Halliburton to pay $3.5bn break-up fee; working with antitrust authorities since 2014; rig count down affecting associated oilfield minerals

Leading oilfield services firms Baker Hughes Inc. and Halliburton Co. have announced the immediate termination of the merger agreement entered into by the companies in November 2014.

In a joint statement released in May, Halliburton and Baker Hughes reiterated their belief in the merger’s "compelling benefits to shareholders, customers and other stakeholders", describing the ultimate failure to secure regulatory approval for the deal as a "disappointing outcome".

Both Halliburton and Baker Hughes, have been working with antitrust authorities since 2014 – including the US Department of Justice (DOJ) and European and Brazilian antitrust authorities – to propose divestitures ahead of the merger, but failed to gain any regulatory approvals.

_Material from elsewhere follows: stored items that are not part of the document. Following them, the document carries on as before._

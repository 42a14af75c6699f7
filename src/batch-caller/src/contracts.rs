use alloy::sol;

sol! {
    /// Network-level precompile executing a list of sub-calls atomically
    /// within one transaction.
    interface Batch {
        function batchAll(address[] memory to, uint256[] memory value, bytes[] memory callData, uint64[] memory gasLimit) external;
    }

    /// Consumer contract: usage payment plus NFT access grants.
    interface ModelConsumer {
        function payForModelUsage() external payable;
        function grantAccessToDataNFT(address user) external;
        function grantAccessToModelNFT(address user) external;
    }
}
use alloy::primitives::{Address, Bytes, U256};
use alloy::sol_types::SolCall;

use crate::contracts::{Batch, ModelConsumer};
use crate::error::{Error, Result};

/// A single sub-call executed by the Batch precompile.
pub struct SubCall {
    pub to: Address,
    pub value: U256,
    pub call_data: Bytes,
    /// Gas forwarded to this sub-call. `None` forwards all remaining gas.
    pub gas_limit: Option<u64>,
}

/// Ordered list of sub-calls submitted as one atomic `batchAll` invocation.
#[derive(Default)]
pub struct BatchCall {
    calls: Vec<SubCall>,
}

impl BatchCall {
    pub fn new() -> Self {
        Self::default()
    }

    pub fn push(&mut self, call: SubCall) {
        self.calls.push(call);
    }

    pub fn len(&self) -> usize {
        self.calls.len()
    }

    pub fn is_empty(&self) -> bool {
        self.calls.is_empty()
    }

    /// Native value the outer transaction must carry: the sum of all
    /// sub-call values.
    pub fn total_value(&self) -> Result<U256> {
        self.calls
            .iter()
            .try_fold(U256::ZERO, |acc, call| acc.checked_add(call.value))
            .ok_or(Error::ValueOverflow)
    }

    /// ABI-encodes the batch as `batchAll` calldata.
    ///
    /// The argument arrays are all derived from the same sub-call list, so
    /// they always have matching lengths. When no sub-call sets a gas limit
    /// the `gasLimit` array is left empty and the precompile forwards all
    /// remaining gas to each sub-call.
    pub fn encode(&self) -> Result<Bytes> {
        if self.is_empty() {
            return Err(Error::EmptyBatch);
        }

        let gas_limit = if self.calls.iter().all(|call| call.gas_limit.is_none()) {
            Vec::new()
        } else {
            self.calls
                .iter()
                .map(|call| call.gas_limit.unwrap_or(0))
                .collect()
        };

        let call = Batch::batchAllCall {
            to: self.calls.iter().map(|call| call.to).collect(),
            value: self.calls.iter().map(|call| call.value).collect(),
            callData: self.calls.iter().map(|call| call.call_data.clone()).collect(),
            gasLimit: gas_limit,
        };

        Ok(call.abi_encode().into())
    }
}

/// The batch of the consumer flow: pay for model usage (carrying `payment`),
/// then grant the user access to the data and model NFTs.
pub fn consumer_batch(
    consumer: Address,
    user: Address,
    payment: U256,
    call_gas: Option<u64>,
) -> BatchCall {
    let mut batch = BatchCall::new();
    batch.push(SubCall {
        to: consumer,
        value: payment,
        call_data: ModelConsumer::payForModelUsageCall {}.abi_encode().into(),
        gas_limit: call_gas,
    });
    batch.push(SubCall {
        to: consumer,
        value: U256::ZERO,
        call_data: ModelConsumer::grantAccessToDataNFTCall { user }
            .abi_encode()
            .into(),
        gas_limit: call_gas,
    });
    batch.push(SubCall {
        to: consumer,
        value: U256::ZERO,
        call_data: ModelConsumer::grantAccessToModelNFTCall { user }
            .abi_encode()
            .into(),
        gas_limit: call_gas,
    });
    batch
}

#[cfg(test)]
mod tests {
    use super::*;

    fn consumer() -> Address {
        Address::repeat_byte(0x11)
    }

    fn user() -> Address {
        Address::repeat_byte(0x22)
    }

    #[test]
    fn should_encode_consumer_batch_as_batch_all() {
        let payment = U256::from(100_000_000_000_000_000u128);
        let batch = consumer_batch(consumer(), user(), payment, None);
        assert_eq!(batch.len(), 3);

        let encoded = batch.encode().unwrap();
        assert_eq!(encoded[..4], Batch::batchAllCall::SELECTOR);

        let decoded = Batch::batchAllCall::abi_decode(&encoded, true).unwrap();
        assert_eq!(decoded.to, vec![consumer(); 3]);
        assert_eq!(decoded.value, vec![payment, U256::ZERO, U256::ZERO]);
        assert!(decoded.gasLimit.is_empty());

        assert_eq!(
            decoded.callData[0][..4],
            ModelConsumer::payForModelUsageCall::SELECTOR
        );
        let grant_data =
            ModelConsumer::grantAccessToDataNFTCall::abi_decode(&decoded.callData[1], true)
                .unwrap();
        assert_eq!(grant_data.user, user());
        let grant_model =
            ModelConsumer::grantAccessToModelNFTCall::abi_decode(&decoded.callData[2], true)
                .unwrap();
        assert_eq!(grant_model.user, user());
    }

    #[test]
    fn should_populate_gas_limit_array_when_call_gas_is_set() {
        let batch = consumer_batch(consumer(), user(), U256::ZERO, Some(50_000));
        let encoded = batch.encode().unwrap();

        let decoded = Batch::batchAllCall::abi_decode(&encoded, true).unwrap();
        assert_eq!(decoded.gasLimit, vec![50_000; 3]);
    }

    #[test]
    fn should_sum_sub_call_values() {
        let batch = consumer_batch(consumer(), user(), U256::from(7), None);
        assert_eq!(batch.total_value().unwrap(), U256::from(7));

        let mut batch = batch;
        batch.push(SubCall {
            to: consumer(),
            value: U256::from(5),
            call_data: Bytes::new(),
            gas_limit: None,
        });
        assert_eq!(batch.total_value().unwrap(), U256::from(12));
    }

    #[test]
    fn should_fail_on_value_overflow() {
        let mut batch = consumer_batch(consumer(), user(), U256::MAX, None);
        batch.push(SubCall {
            to: consumer(),
            value: U256::from(1),
            call_data: Bytes::new(),
            gas_limit: None,
        });
        assert!(matches!(batch.total_value(), Err(Error::ValueOverflow)));
    }

    #[test]
    fn should_refuse_to_encode_empty_batch() {
        let batch = BatchCall::new();
        assert!(matches!(batch.encode(), Err(Error::EmptyBatch)));
    }

    #[test]
    fn zero_payment_is_allowed() {
        let batch = consumer_batch(consumer(), user(), U256::ZERO, None);
        assert_eq!(batch.total_value().unwrap(), U256::ZERO);
        batch.encode().unwrap();
    }
}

Most recently, the DOJ filed a civil antitrust lawsuit at the start of April seeking to block Halliburton’s $34.6bn purchase of Baker Hughes, saying that the transaction could eliminate competition, raise prices and threaten innovation in oilfield services. "There are some deals that are so risky and anticompetitive that they should never have made it out of the boardroom," Bill Baer, the Assistant Attorney General for the DOJ’s Antitrust Division, said during a conference call. "This falls squarely in that category.

"This was an extremely complex, global transaction, and, ultimately a solution could not be found to satisfy the antitrust concerns of regulators, both in the US and abroad," Baker Hughes CEO, Martin Craighead, said.

"While disappointing, Halliburton remains strong," Halliburton’s CEO, Dave Lesar, reassured its customers. "We are the execution company – our strategy, technologies and service quality are focused on helping customers maximise production at the lowest cost and driving industry leading growth, margins and returns."

As part of the merger agreement, Halliburton was ordered to pay Baker Hughes a termination fee of $3.5bn by Wednesday, 4 May 2016.

With high technological and financial barriers to entry, the oilfield services market is dominated by only four major players.

Baker Hughes and Halliburton are the second and third largest oilfield service suppliers following only market leader Schlumberger. Weatherford is also a major supplier in the sector. Both Halliburton and Baker Hughes are leading producers and providers of oilfield minerals including bentonite and barite (barytes).

Declining rig count

The US rig count declined once again in April according to the latest figures released by Baker Hughes. 

Baker Hughes reported the worldwide rig count for April 2016 at 1,424, down by 127 from 1,551 in March and down 844 from 2,268 counted in April 2015.